Function or macro File Pntr to record DIR_FILE name
void readacc(int recnum); ACCESS pacc kacc
void readsub(int recnum); SUBSEQ psub ksub
void readloc(int recnum); LOCUS ploc kloc
void readshrt(int recnum); SHORTL pshrt kshrt
void readlng(int recnum); LONGL plng klng
void readext(int recnum); EXTRACT pext kext
void readsmj(int recnum); SMJYT psmj ksmj
void readaut(int recnum); AUTHOR paut kaut
void readbib(int recnum); BIBLIO pbib kbib
void readkey(int recnum); KEYWORDS pkey kkey
void readspec(int recnum); SPECIES pspec kspec
void readtxt(int recnum); TEXT ptxt ktxt
Writing is done similarly with macros writeacc, writesub, etc...
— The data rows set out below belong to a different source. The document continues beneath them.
// src/core/topk.rs

//! A sliding-window Top-K heavy-hitter sketch used by the IP blocker.
//!
//! The structure is a count-min sketch split across a ring of window buckets,
//! plus a small candidate list of the heaviest sources. Every `tick_requests`
//! observations the window advances by one bucket and the two-gate blocking
//! rule runs: the server must be busy (activation gate) and a source must
//! hold more than its allowed share of the window (share gate) before it is
//! reported.

use std::collections::VecDeque;
use std::io::Cursor;
use std::net::IpAddr;
use std::time::Instant;

use murmur3::murmur3_x64_128;

/// Construction parameters, taken from `block_ip` config.
#[derive(Debug, Clone, Copy)]
pub struct TopKParams {
    /// Heavy-hitter candidates retained.
    pub k: usize,
    /// Buckets in the sliding window.
    pub window_buckets: usize,
    /// Counter columns per row.
    pub width: usize,
    /// Independent hash rows.
    pub depth: usize,
    /// Observations per window advance.
    pub tick_requests: u64,
    /// Observed RPS below which a tick never blocks.
    pub activation_rps: f64,
    /// Max share of window capacity per source, 1-100.
    pub max_share_percent: u8,
}

impl From<&crate::config::BlockIpConfig> for TopKParams {
    fn from(cfg: &crate::config::BlockIpConfig) -> Self {
        Self {
            k: cfg.top_k,
            window_buckets: cfg.window_buckets,
            width: cfg.width,
            depth: cfg.depth,
            tick_requests: cfg.tick_requests,
            activation_rps: cfg.activation_rps,
            max_share_percent: cfg.max_share_percent,
        }
    }
}

/// Thread safety is the caller's concern: the pre-router owns the single
/// instance behind a mutex and the critical section is O(depth * window) per
/// observation.
#[derive(Debug)]
pub struct SlidingTopK {
    params: TopKParams,
    /// Per-row hash seeds, fixed at construction.
    seeds: Vec<u32>,
    /// Ring of window buckets, oldest at the front. Each bucket is a
    /// `depth * width` counter matrix.
    buckets: VecDeque<Vec<u32>>,
    /// Heaviest sources seen in the current window, sorted by descending
    /// estimate. Ties keep their insertion order, which makes the walk
    /// deterministic within a tick.
    candidates: Vec<(IpAddr, u64)>,
    requests_since_tick: u64,
    last_tick: Instant,
}

impl SlidingTopK {
    pub fn new(params: TopKParams) -> Self {
        let seeds = (0..params.depth).map(|_| rand::random::<u32>()).collect();
        let buckets = (0..params.window_buckets)
            .map(|_| vec![0u32; params.depth * params.width])
            .collect();
        Self {
            params,
            seeds,
            buckets,
            candidates: Vec::with_capacity(params.k),
            requests_since_tick: 0,
            last_tick: Instant::now(),
        }
    }

    /// Records one request from `ip`.
    ///
    /// Returns `None` while the current bucket is still filling and on ticks
    /// stopped by the activation gate. A tick that reaches the share gate
    /// returns the (possibly empty) list of sources whose window count
    /// strictly exceeds the share threshold.
    pub fn observe(&mut self, ip: IpAddr) -> Option<Vec<IpAddr>> {
        self.increment(ip);
        self.requests_since_tick += 1;
        if self.requests_since_tick < self.params.tick_requests {
            return None;
        }

        let elapsed = self.last_tick.elapsed().as_secs_f64();
        let rps = if elapsed > 0.0 {
            self.params.tick_requests as f64 / elapsed
        } else {
            0.0
        };

        let result = if rps < self.params.activation_rps {
            self.advance_window();
            None
        } else {
            let capacity = self.params.window_buckets as u64 * self.params.tick_requests;
            let threshold = capacity * self.params.max_share_percent as u64 / 100;
            let mut blocked = Vec::new();
            // The candidate list is sorted descending, so the first item at
            // or below the threshold ends the walk.
            for (candidate, count) in &self.candidates {
                if *count > threshold {
                    blocked.push(*candidate);
                } else {
                    break;
                }
            }
            self.advance_window();
            Some(blocked)
        };

        self.requests_since_tick = 0;
        self.last_tick = Instant::now();
        result
    }

    /// Window capacity in requests, `window_buckets * tick_requests`.
    pub fn capacity(&self) -> u64 {
        self.params.window_buckets as u64 * self.params.tick_requests
    }

    /// The share threshold an item must strictly exceed to be blocked.
    pub fn share_threshold(&self) -> u64 {
        self.capacity() * self.params.max_share_percent as u64 / 100
    }

    /// Estimated window count for `ip`: per row, counts are summed across all
    /// window buckets; the minimum over rows bounds collision error.
    pub fn estimate(&self, ip: IpAddr) -> u64 {
        let slots = self.slots(ip);
        let mut min = u64::MAX;
        for (row, slot) in slots.iter().enumerate() {
            let mut sum = 0u64;
            for bucket in &self.buckets {
                sum += bucket[row * self.params.width + slot] as u64;
            }
            min = min.min(sum);
        }
        min
    }

    fn increment(&mut self, ip: IpAddr) {
        let slots = self.slots(ip);
        let width = self.params.width;
        let newest = self
            .buckets
            .back_mut()
            .expect("sketch constructed with at least one bucket");
        for (row, slot) in slots.iter().enumerate() {
            let cell = &mut newest[row * width + slot];
            *cell = cell.saturating_add(1);
        }
        self.update_candidates(ip);
    }

    fn update_candidates(&mut self, ip: IpAddr) {
        let estimate = self.estimate(ip);
        if let Some(pos) = self.candidates.iter().position(|(c, _)| *c == ip) {
            self.candidates[pos].1 = estimate;
        } else if self.candidates.len() < self.params.k {
            self.candidates.push((ip, estimate));
        } else {
            let tail = self.candidates.len() - 1;
            if estimate <= self.candidates[tail].1 {
                return;
            }
            self.candidates[tail] = (ip, estimate);
        }
        // Stable sort keeps equal counts in insertion order.
        self.candidates.sort_by(|a, b| b.1.cmp(&a.1));
    }

    /// Drops the oldest window bucket and starts a fresh one, then re-scores
    /// the candidate list against the shrunk window.
    fn advance_window(&mut self) {
        self.buckets.pop_front();
        self.buckets
            .push_back(vec![0u32; self.params.depth * self.params.width]);

        for i in 0..self.candidates.len() {
            let ip = self.candidates[i].0;
            self.candidates[i].1 = self.estimate(ip);
        }
        self.candidates.retain(|(_, count)| *count > 0);
        self.candidates.sort_by(|a, b| b.1.cmp(&a.1));
    }

    /// One column index per row for `ip`, derived by double hashing the
    /// 128-bit murmur3 digest of the address bytes.
    fn slots(&self, ip: IpAddr) -> Vec<usize> {
        let bytes = ip_bytes(ip);
        self.seeds
            .iter()
            .map(|seed| {
                let hash = murmur3_x64_128(&mut Cursor::new(&bytes[..]), *seed).unwrap();
                let h1 = hash as u64;
                let h2 = (hash >> 64) as u64;
                (h1.wrapping_add(h2) % self.params.width as u64) as usize
            })
            .collect()
    }
}

/// Canonical 16-byte form of an address; V4 goes through its V6 mapping so a
/// given client hashes identically regardless of socket family.
fn ip_bytes(ip: IpAddr) -> [u8; 16] {
    match ip {
        IpAddr::V4(v4) => v4.to_ipv6_mapped().octets(),
        IpAddr::V6(v6) => v6.octets(),
    }
}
dir_acnuc.h details the structure associated to records of each ACNUC index files. For example, readsub(n) reads the nth record of file SUBSEQ into the following C structure pointed to by global variable psub :
struct rsub { /* SUBSEQ : one record for each (sub)sequence */
int length, /* seq length; or 0 if record was deleted */
type, /* to SMJYT, for seq type */
pext, /* if > 0 this is a subsequence, pext points to EXTRACT for list of exons;
if <= 0 this is a parent sequence, -pext points to LONGL for list of subseqs */
plkey, /* to SHORTL for list of keywords */
plinf, /* if parent sequence, plinf points to LOCUS for corresponding record;
if subsequence, points to SHORTL for list of address of start of annotations;
this list contains only one element to be combined with the division rank
for access to annotations */
phase, /* 100 * code_number + reading_frame_0_1_2 */
h; /* to SUBSEQ for next record with same hashing value or 0 */
char name[1]; sequence name padded by spaces to L_MNEMO chars
} *psub;
Two functions allow reading and writing the first record of each index file which differs from all other records by holding the total record number in the index:
- int read_first_rec(DIR_FILE *fp, int *endsort);
- fp : variable associated to an index file
- *endsort : returned with the rank of the last alphabetically sorted record; ignored if NULL
- return value : total record number in index file (counted from 1)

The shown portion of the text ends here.